Cardioesophageal Cancer in Liver Cirrhosis and PV Thrombosis – Case Report
Abstract
Background
Liver cirrhosis is often a concomitant condition in oncological patients. This paper concerns surgical patients with non-hepatobiliary gastrointestinal tumors complicated with liver cirrhosis and portal hypertension. The challenge of comorbidity is significant and requires the involvement of a multidisciplinary team of surgeons, hepatologists, radiologists and oncologists. Chronic liver injury manifests with fibrosis, and in late stages liver cirrhosis. It is an alteration of liver architecture, with nodule formation and blood flow impairment. The decompensated stage of liver cirrhosis develops ascites, variceal bleeding, hepatorenal syndrome and encephalopathy. Despite advances in surgical technique and intensive care, patients with liver cirrhosis undergoing major surgery are at a high risk of mortality or significant complications.
Case presentation
Our patient is a 52 years old man post COVID-19, with Diabetes Mellitus, liver cirrhosis, portal vein thrombosis and bleeding esophageal varices. He was diagnosed with cardi-esophageal cancer and biopsy confirms adenocarcinoma. The patient was consulted by the oncologists, who decide in favour of surgery prior to chemo-radiotherapy, given the serious comorbidities.
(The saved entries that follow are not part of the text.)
//! World state tests across terrain, resources, blocking and persistence.

use tilegrid_core::prelude::*;
use tilegrid_test_utils::determinism::{apply_all, verify_determinism, GridOp};
use tilegrid_test_utils::fixtures::{grid, grid_with_config, paint_rect, tread_path, ChangeLog};

// =============================================================================
// Change notifications
// =============================================================================

#[test]
fn test_notifications_follow_mutation_order() {
    let mut grid = grid(10, 10);
    let log = ChangeLog::attach(&mut grid);

    grid.set_height_at(2, 2, 4);
    grid.set_landscape_type(3, 3, LandscapeType::Mountain, false);
    grid.set_resource(3, 3, ResourceType::Coal, 8);
    assert!(grid.try_consume_one(TilePos::new(3, 3), ResourceType::Coal));
    grid.set_blocked_partition(5, 5, 2);
    assert!(!grid.try_consume_one(TilePos::new(3, 3), ResourceType::IronOre));

    assert_eq!(
        log.events(),
        vec![(2, 2, 1), (3, 3, 1), (3, 3, 1), (3, 3, 1)]
    );
}

#[test]
fn test_rejected_operations_are_silent() {
    let mut grid = grid(10, 10);
    paint_rect(&mut grid, 0, 0, 10, 2, LandscapeType::Water5);
    let log = ChangeLog::attach(&mut grid);

    assert!(!grid.set_landscape_type(4, 2, LandscapeType::Flattened, true));
    assert!(!grid.try_cursing_location(TilePos::new(4, 4)));
    assert!(!grid.try_summon_fish(TilePos::new(4, 0)));
    assert!(!grid.try_consume_one(TilePos::new(4, 4), ResourceType::Coal));
    assert!(log.is_empty());
}

// =============================================================================
// Resources and spells
// =============================================================================

#[test]
fn test_mining_a_mountain() {
    let mut grid = grid(10, 10);
    paint_rect(&mut grid, 4, 4, 3, 3, LandscapeType::Mountain);
    let deposit: Vec<TilePos> = (4..7)
        .flat_map(|y| (4..7).map(move |x| TilePos::new(x, y)))
        .collect();
    for pos in &deposit {
        grid.set_resource(pos.x, pos.y, ResourceType::IronOre, 10);
    }
    assert_eq!(
        grid.sum_resource(ResourceType::IronOre, deposit.iter().copied()),
        90
    );

    let mut mined = 0;
    for pos in &deposit {
        while grid.try_consume_one(*pos, ResourceType::IronOre) {
            mined += 1;
        }
    }
    assert_eq!(mined, 90);
    assert_eq!(
        grid.sum_resource(ResourceType::IronOre, deposit.iter().copied()),
        0
    );
}

#[test]
fn test_curse_and_summon_with_custom_tuning() {
    let config = GridConfig::new(10, 10).with_spells(SpellTuning {
        curse_mountain_percent: 25,
        summon_fish_amount: 3,
    });
    let mut grid = grid_with_config(&config);
    grid.set_landscape_type(2, 2, LandscapeType::Mountain, false);
    grid.set_resource(2, 2, ResourceType::GoldOre, 15);
    grid.set_landscape_type(7, 7, LandscapeType::Water1, false);

    assert!(grid.try_cursing_location(TilePos::new(2, 2)));
    // 15 * 0.25 = 3.75, truncated
    assert_eq!(grid.resource_amount(2, 2), 3);

    for _ in 0..4 {
        assert!(grid.try_summon_fish(TilePos::new(7, 7)));
    }
    assert_eq!(grid.resource_type(7, 7), ResourceType::Fish);
    assert_eq!(grid.resource_amount(7, 7), 12);
}

// =============================================================================
// Blocking
// =============================================================================

fn reachable(provider: &dyn BlockingProvider, tiles: &[(u16, u16)]) -> usize {
    tiles.iter().filter(|&&(x, y)| !provider.is_blocked(x, y)).count()
}

#[test]
fn test_grid_as_blocking_provider() {
    let mut grid = grid(6, 6);
    for x in 0..6 {
        grid.set_blocked_partition(x, 0, 1);
    }
    grid.set_blocked_partition(2, 0, 0);

    let row: Vec<(u16, u16)> = (0..6).map(|x| (x, 0)).collect();
    assert_eq!(reachable(&grid, &row), 5);
}

// =============================================================================
// Config and persistence
// =============================================================================

#[test]
fn test_config_file_to_grid_to_snapshot_file() {
    let dir = tempfile::tempdir().unwrap();
    let config_path = dir.path().join("grid.ron");
    std::fs::write(
        &config_path,
        "GridConfig(width: 24, height: 16, seed: 99, spells: SpellTuning(summon_fish_amount: 4))",
    )
    .unwrap();

    let config = GridConfig::load(&config_path).unwrap();
    assert_eq!(config.spells.curse_mountain_percent, 50);
    let mut grid = LandscapeGrid::new(&config).unwrap();

    grid.set_landscape_type(3, 3, LandscapeType::Water1, false);
    grid.try_summon_fish(TilePos::new(3, 3));
    grid.set_height_at(20, 15, -3);
    grid.set_blocked_partition(10, 10, 6);
    tread_path(&mut grid, &[TilePos::new(12, 8)], 7);

    let snapshot_path = dir.path().join("grid.bin");
    grid.snapshot().save(&snapshot_path).unwrap();
    let restored =
        LandscapeGrid::from_snapshot(GridSnapshot::load(&snapshot_path).unwrap(), &config).unwrap();

    assert_eq!(restored.resource_amount(3, 3), 4);
    assert_eq!(restored.height_at(20, 15), -3);
    assert_eq!(restored.blocked_partition(10, 10), 6);
    assert_eq!(restored.landscape_type(12, 8), LandscapeType::Flattened);
    assert_eq!(restored.snapshot(), grid.snapshot());
}

#[test]
fn test_restored_grids_continue_in_lockstep() {
    let config = GridConfig::new(16, 16).with_seed(3);
    let mut original = grid_with_config(&config);
    apply_all(
        &mut original,
        &[
            GridOp::SetHeight(1, 1, 5),
            GridOp::FlattenTowards(8, 8, 0),
            GridOp::SetResource(2, 2, ResourceType::Coal, 5),
        ],
    );
    let bytes = original.to_bytes().unwrap();

    let mut a = LandscapeGrid::from_bytes(&bytes, &config).unwrap();
    let mut b = LandscapeGrid::from_bytes(&bytes, &config).unwrap();
    let tail = [
        GridOp::Unprotect(8, 8),
        GridOp::WalkOn(4, 4),
        GridOp::DecaySweep,
        GridOp::DecaySweep,
    ];
    apply_all(&mut a, &tail);
    apply_all(&mut b, &tail);

    assert_eq!(a.state_hash(), b.state_hash());
}

#[test]
fn test_mixed_script_is_deterministic() {
    let mut ops = Vec::new();
    for i in 0..200u16 {
        ops.push(GridOp::WalkOn(i % 7 + 3, i % 5 + 3));
        if i % 17 == 0 {
            ops.push(GridOp::SetLandscape {
                x: i % 11,
                y: i % 13,
                landscape: LandscapeType::Desert,
                checked: true,
            });
        }
        if i % 23 == 0 {
            ops.push(GridOp::FlattenTowards(i % 9, i % 4, 1));
            ops.push(GridOp::Unprotect(i % 9, i % 4));
        }
        if i % 5 == 0 {
            ops.push(GridOp::DecaySweep);
        }
    }

    verify_determinism(4, &GridConfig::new(16, 16).with_seed(11), &ops).assert_deterministic();
}
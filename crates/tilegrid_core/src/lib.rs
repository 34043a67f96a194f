//! # Tilegrid Core
//!
//! Deterministic tile-grid world state for a settlement simulation.
//!
//! This crate owns the shared per-tile substrate every other subsystem
//! reads and writes:
//! - Terrain height and landscape type, with neighbor-legality checks
//! - Resource deposits, clamped per tile
//! - Blocked-partition ids used by pathfinding and connectivity
//! - Ground deformation: grass flattens under foot traffic and grows
//!   back after disuse
//!
//! The crate never initiates pathfinding or drawing. It answers queries
//! and pushes change notifications to whoever listens.
//!
//! Like any lockstep simulation core it contains no system randomness,
//! no floating point math and no IO outside of explicit config and
//! snapshot loading.
//!
//! ## Crate Structure
//!
//! - [`grid`] - The [`LandscapeGrid`](grid::LandscapeGrid) aggregate
//! - [`landscape`] - Landscape and resource type tables
//! - [`hex`] - Hex directions and the ring-walk area iterator
//! - [`notify`] - Change listeners, protection and blocking seams
//! - [`config`] - Grid configuration (RON)
//! - [`math`] - Fixed-point helpers

#![forbid(unsafe_code)]
#![warn(missing_docs)]
#![warn(clippy::all, clippy::pedantic)]

pub mod config;
pub mod error;
pub mod grid;
pub mod hex;
pub mod landscape;
pub mod math;
pub mod notify;

/// Re-export commonly used types
pub mod prelude {
    pub use crate::config::{GridConfig, SpellTuning};
    pub use crate::error::{GridError, Result};
    pub use crate::grid::{
        GridSnapshot, LandscapeGrid, SweepStats, TilePos, MAX_RESOURCE_AMOUNT_PER_POSITION,
    };
    pub use crate::hex::{Direction, HexAreaWalk};
    pub use crate::landscape::{LandscapeFamily, LandscapeType, ResourceType};
    pub use crate::math::Fixed;
    pub use crate::notify::{
        BlockingProvider, ChangeListener, NullListener, ProtectedProvider, Unprotected,
    };
}
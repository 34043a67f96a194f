//! Per-tile debug color channel.

/// ARGB annotation per tile for diagnostic visualization.
///
/// The backing array only exists when enabled in the config, so
/// production grids carry no extra `width * height` allocation.
#[derive(Debug, Clone, Default)]
pub struct DebugOverlay {
    colors: Option<Vec<u32>>,
}

impl DebugOverlay {
    /// Create an overlay, allocating only if `enabled`.
    #[must_use]
    pub fn new(enabled: bool, tile_count: usize) -> Self {
        Self {
            colors: enabled.then(|| vec![0; tile_count]),
        }
    }

    /// Whether the backing array exists.
    #[must_use]
    pub fn is_enabled(&self) -> bool {
        self.colors.is_some()
    }

    pub(crate) fn set(&mut self, index: usize, argb: u32) {
        if let Some(colors) = &mut self.colors {
            colors[index] = argb;
        }
    }

    pub(crate) fn get(&self, index: usize) -> u32 {
        self.colors.as_ref().map_or(0, |colors| colors[index])
    }

    pub(crate) fn reset(&mut self) {
        if let Some(colors) = &mut self.colors {
            colors.fill(0);
        }
    }
}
After a consensus was reached, the patients underwent the Ivor-Lewis procedure successfully and was discharged in good health.
Discussion
Current studies and meta-analyses highlight the importance of Child-Turcotte-Pugh classification of cirrhotic patients in estimating the post-operative complications. Child A and B liver cirrhosis may in itself not contraindicate surgical esophagectomy, but patient selection is paramount as esophageal cancer is associated with a high rate of early post-operative complications. Child A patients with an adequately compensated liver cirrhosis may respond to radio-chemotherapy similarly to patients with esophageal cancer without cirrhosis. Conversely, Child B patients do not tolerate well the appropriate chemo-radiotherapy protocols, and are at risk of serious systemic complications.
Conclusion
In conclusion, patients undergoing major surgery with concomitant liver cirrhosis are at a greater risk of developing serious complications, such as hepato-renal syndrome, ascites, haemorrhage, anastomotic fistula and have a high mortality rate. The multidisciplinary team should thoroughly assess the patient and provide a mature decision in the selection of surgery as a treatment modality for esophageal and gastric cancer, especially in cirrhotic patients of various degrees.
Keywords: General Surgery, Eosphageal Cancer, Ivor-Lewis, Liver Cirrhosis, Portal Vein Thrombosis.